[Your assignment]:
Lines with the word "tracing" in them must be copied from the records below.

[[ The data, beginning ]]

//! Core 3D value types.

use nalgebra::Vector3;

/// A point (or direction) in R³.
pub type Point3 = Vector3<f64>;

/// Finite segment `[a, b]`.
///
/// Invariants:
/// - `a != b`; zero-length segments are rejected by the classifier.
/// - Endpoint order matters for equality, not for geometric meaning.
#[derive(Clone, Copy, Debug, PartialEq)]
pub struct Segment {
    pub a: Point3,
    pub b: Point3,
}

impl Segment {
    #[inline]
    pub fn new(a: Point3, b: Point3) -> Self {
        Self { a, b }
    }
    #[inline]
    pub fn from_coords(a: [f64; 3], b: [f64; 3]) -> Self {
        Self {
            a: Point3::from(a),
            b: Point3::from(b),
        }
    }
    /// Direction `b - a` (not normalized).
    #[inline]
    pub fn direction(&self) -> Point3 {
        self.b - self.a
    }
    #[inline]
    pub fn length(&self) -> f64 {
        self.direction().norm()
    }
    #[inline]
    pub fn midpoint(&self) -> Point3 {
        (self.a + self.b) * 0.5
    }
    /// True when both endpoints coincide exactly.
    #[inline]
    pub fn is_zero_length(&self) -> bool {
        self.direction().norm_squared() == 0.0
    }
    /// Point on the supporting line at parameter `t` (`t = 0 → a`, `t = 1 → b`).
    #[inline]
    pub fn at(&self, t: f64) -> Point3 {
        self.a + self.direction() * t
    }
    #[inline]
    pub fn reversed(&self) -> Self {
        Self {
            a: self.b,
            b: self.a,
        }
    }
}
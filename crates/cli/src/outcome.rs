//! JSON view of a classification plus the user-facing warnings.

use autovtx::api::{ClassifyError, EdgePair, Intersection, VtxPlan};
use serde::Serialize;

pub const MSG_DEGENERATE: &str = "edges share a vertex, degenerate case, returning early";
pub const MSG_NOT_COPLANAR: &str = "not coplanar! returning early";
pub const MSG_PARALLEL: &str = "edges are parallel, no unique intersection";

#[derive(Clone, Copy, Debug, PartialEq, Eq, Serialize)]
#[serde(rename_all = "snake_case")]
pub enum Status {
    Classified,
    Degenerate,
    NotCoplanar,
    UndefinedGeometry,
    ZeroLengthEdge,
}

#[derive(Clone, Debug, PartialEq, Serialize)]
#[serde(tag = "case", rename_all = "snake_case")]
pub enum PlanView {
    Slice {
        edges: [u64; 2],
    },
    Extend {
        target: u64,
        stem: u64,
        stem_vertex: u64,
    },
    Weld {
        vertices: [u64; 2],
    },
}

impl From<VtxPlan<u64, u64>> for PlanView {
    fn from(plan: VtxPlan<u64, u64>) -> Self {
        match plan {
            VtxPlan::Slice { edges, .. } => PlanView::Slice { edges },
            VtxPlan::Extend {
                target,
                stem,
                stem_vertex,
                ..
            } => PlanView::Extend {
                target,
                stem,
                stem_vertex,
            },
            VtxPlan::Weld { vertices, .. } => PlanView::Weld { vertices },
        }
    }
}

#[derive(Clone, Debug, PartialEq, Serialize)]
pub struct Outcome {
    pub status: Status,
    pub point: Option<[f64; 3]>,
    pub on_segment1: bool,
    pub on_segment2: bool,
    pub intersecting_edges: [Option<u64>; 2],
    pub plan: Option<PlanView>,
    pub warning: Option<String>,
}

impl Outcome {
    pub fn evaluate(pair: &EdgePair<u64, u64>) -> Self {
        let result = pair.classify();
        let mut out = Outcome {
            status: Status::Classified,
            point: None,
            on_segment1: false,
            on_segment2: false,
            intersecting_edges: [None, None],
            plan: None,
            warning: None,
        };
        match result {
            Ok(r @ Intersection::Classified {
                point,
                on_segment1,
                on_segment2,
            }) => {
                out.point = Some([point.x, point.y, point.z]);
                out.on_segment1 = on_segment1;
                out.on_segment2 = on_segment2;
                out.intersecting_edges = pair.intersecting_edges(&r);
                out.plan = pair.plan(&r).map(PlanView::from);
            }
            Ok(Intersection::Degenerate) => {
                out.status = Status::Degenerate;
                out.warning = Some(MSG_DEGENERATE.to_string());
            }
            Ok(Intersection::NotCoplanar) => {
                out.status = Status::NotCoplanar;
                out.warning = Some(MSG_NOT_COPLANAR.to_string());
            }
            Err(ClassifyError::UndefinedGeometry) => {
                out.status = Status::UndefinedGeometry;
                out.warning = Some(MSG_PARALLEL.to_string());
            }
            Err(err @ ClassifyError::ZeroLengthEdge { .. }) => {
                out.status = Status::ZeroLengthEdge;
                out.warning = Some(err.to_string());
            }
        }
        out
    }

    pub fn log(&self) {
        match &self.warning {
            Some(msg) => tracing::warn!(status = ?self.status, "{msg}"),
            None => tracing::info!(
                point = ?self.point,
                on_segment1 = self.on_segment1,
                on_segment2 = self.on_segment2,
                plan = ?self.plan,
                "classified"
            ),
        }
    }
}

#[cfg(test)]
mod tests {
    use super::*;
    use autovtx::Edge;

    fn pair(
        e1: ([f64; 3], [f64; 3]),
        e2: ([f64; 3], [f64; 3]),
        verts: [u64; 4],
    ) -> EdgePair<u64, u64> {
        EdgePair::new(
            Edge::from_coords(10, [verts[0], verts[1]], e1.0, e1.1),
            Edge::from_coords(20, [verts[2], verts[3]], e2.0, e2.1),
        )
    }

    #[test]
    fn crossing_pair_serializes_slice_plan() {
        let p = pair(
            ([-1.0, 0.0, 0.0], [1.0, 0.0, 0.0]),
            ([0.0, -1.0, 0.0], [0.0, 1.0, 0.0]),
            [0, 1, 2, 3],
        );
        let out = Outcome::evaluate(&p);
        assert_eq!(out.status, Status::Classified);
        assert_eq!(out.intersecting_edges, [Some(10), Some(20)]);
        let json = serde_json::to_value(&out).unwrap();
        assert_eq!(json["status"], "classified");
        assert_eq!(json["plan"]["case"], "slice");
        assert_eq!(json["plan"]["edges"][1], 20);
        assert!(json["warning"].is_null());
    }

    #[test]
    fn warnings_follow_result_variants() {
        let shared = pair(
            ([0.0, 0.0, 0.0], [1.0, 0.0, 0.0]),
            ([0.0, 0.0, 0.0], [0.0, 1.0, 0.0]),
            [0, 1, 0, 2],
        );
        let out = Outcome::evaluate(&shared);
        assert_eq!(out.status, Status::Degenerate);
        assert_eq!(out.warning.as_deref(), Some(MSG_DEGENERATE));

        let skew = pair(
            ([0.0, 0.0, 0.0], [1.0, 0.0, 0.0]),
            ([0.0, 1.0, 1.0], [1.0, 1.0, 2.0]),
            [0, 1, 2, 3],
        );
        let out = Outcome::evaluate(&skew);
        assert_eq!(out.status, Status::NotCoplanar);
        assert_eq!(out.warning.as_deref(), Some(MSG_NOT_COPLANAR));
        assert!(out.plan.is_none());

        let parallel = pair(
            ([0.0, 0.0, 0.0], [1.0, 0.0, 0.0]),
            ([0.0, 1.0, 0.0], [1.0, 1.0, 0.0]),
            [0, 1, 2, 3],
        );
        let out = Outcome::evaluate(&parallel);
        assert_eq!(out.status, Status::UndefinedGeometry);
        assert_eq!(out.warning.as_deref(), Some(MSG_PARALLEL));
        assert!(out.point.is_none());
    }
}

[[ The data, end ]]

[Written response]:
            Some(msg) => tracing::warn!(status = ?self.status, "{msg}"),
            None => tracing::info!(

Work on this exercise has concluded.